Show every line in the records below that contains the word "signed".

--- GIVEN RECORDS ---

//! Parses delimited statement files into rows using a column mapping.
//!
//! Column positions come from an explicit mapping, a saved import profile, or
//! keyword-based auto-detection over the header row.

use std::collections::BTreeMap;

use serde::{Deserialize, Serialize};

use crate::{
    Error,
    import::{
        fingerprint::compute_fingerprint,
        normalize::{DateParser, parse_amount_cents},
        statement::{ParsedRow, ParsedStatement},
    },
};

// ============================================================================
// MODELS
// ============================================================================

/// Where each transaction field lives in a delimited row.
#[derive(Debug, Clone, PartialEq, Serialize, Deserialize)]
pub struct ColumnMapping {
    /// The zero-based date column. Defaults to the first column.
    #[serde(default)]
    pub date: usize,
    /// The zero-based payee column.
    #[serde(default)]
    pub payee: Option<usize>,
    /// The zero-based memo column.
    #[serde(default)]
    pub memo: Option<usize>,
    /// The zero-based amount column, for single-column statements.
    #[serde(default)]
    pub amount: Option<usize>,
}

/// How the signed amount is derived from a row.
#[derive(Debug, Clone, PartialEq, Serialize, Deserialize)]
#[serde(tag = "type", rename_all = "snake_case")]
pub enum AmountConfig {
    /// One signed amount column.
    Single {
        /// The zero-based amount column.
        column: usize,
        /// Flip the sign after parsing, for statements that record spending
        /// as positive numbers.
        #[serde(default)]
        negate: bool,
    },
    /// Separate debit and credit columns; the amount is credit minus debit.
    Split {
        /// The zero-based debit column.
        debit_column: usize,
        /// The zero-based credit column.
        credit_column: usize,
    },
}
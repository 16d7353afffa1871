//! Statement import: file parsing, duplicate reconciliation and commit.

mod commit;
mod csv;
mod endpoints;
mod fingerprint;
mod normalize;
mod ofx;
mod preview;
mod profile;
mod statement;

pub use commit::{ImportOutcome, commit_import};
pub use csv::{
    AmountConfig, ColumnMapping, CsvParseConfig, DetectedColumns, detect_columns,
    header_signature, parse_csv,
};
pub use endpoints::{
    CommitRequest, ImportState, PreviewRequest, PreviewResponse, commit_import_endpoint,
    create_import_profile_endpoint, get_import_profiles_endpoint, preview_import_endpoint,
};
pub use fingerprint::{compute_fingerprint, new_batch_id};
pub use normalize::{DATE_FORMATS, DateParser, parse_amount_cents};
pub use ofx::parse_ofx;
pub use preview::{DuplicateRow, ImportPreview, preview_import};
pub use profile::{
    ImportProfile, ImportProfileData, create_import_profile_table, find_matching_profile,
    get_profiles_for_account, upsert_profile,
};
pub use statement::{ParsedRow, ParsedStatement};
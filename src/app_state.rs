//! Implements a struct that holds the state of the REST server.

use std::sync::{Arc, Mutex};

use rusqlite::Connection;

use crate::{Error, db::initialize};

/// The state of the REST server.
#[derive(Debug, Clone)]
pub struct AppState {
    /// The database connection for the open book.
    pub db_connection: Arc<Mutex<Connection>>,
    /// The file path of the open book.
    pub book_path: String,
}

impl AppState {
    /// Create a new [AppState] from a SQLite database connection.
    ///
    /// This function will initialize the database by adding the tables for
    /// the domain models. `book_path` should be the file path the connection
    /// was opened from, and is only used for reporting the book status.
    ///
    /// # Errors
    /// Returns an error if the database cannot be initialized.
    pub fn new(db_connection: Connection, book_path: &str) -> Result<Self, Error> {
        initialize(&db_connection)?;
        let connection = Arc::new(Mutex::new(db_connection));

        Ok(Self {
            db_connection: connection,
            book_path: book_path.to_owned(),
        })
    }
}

---

* _EXERCISE OUTPUT_:
/// How the signed amount is derived from a row.
    /// One signed amount column.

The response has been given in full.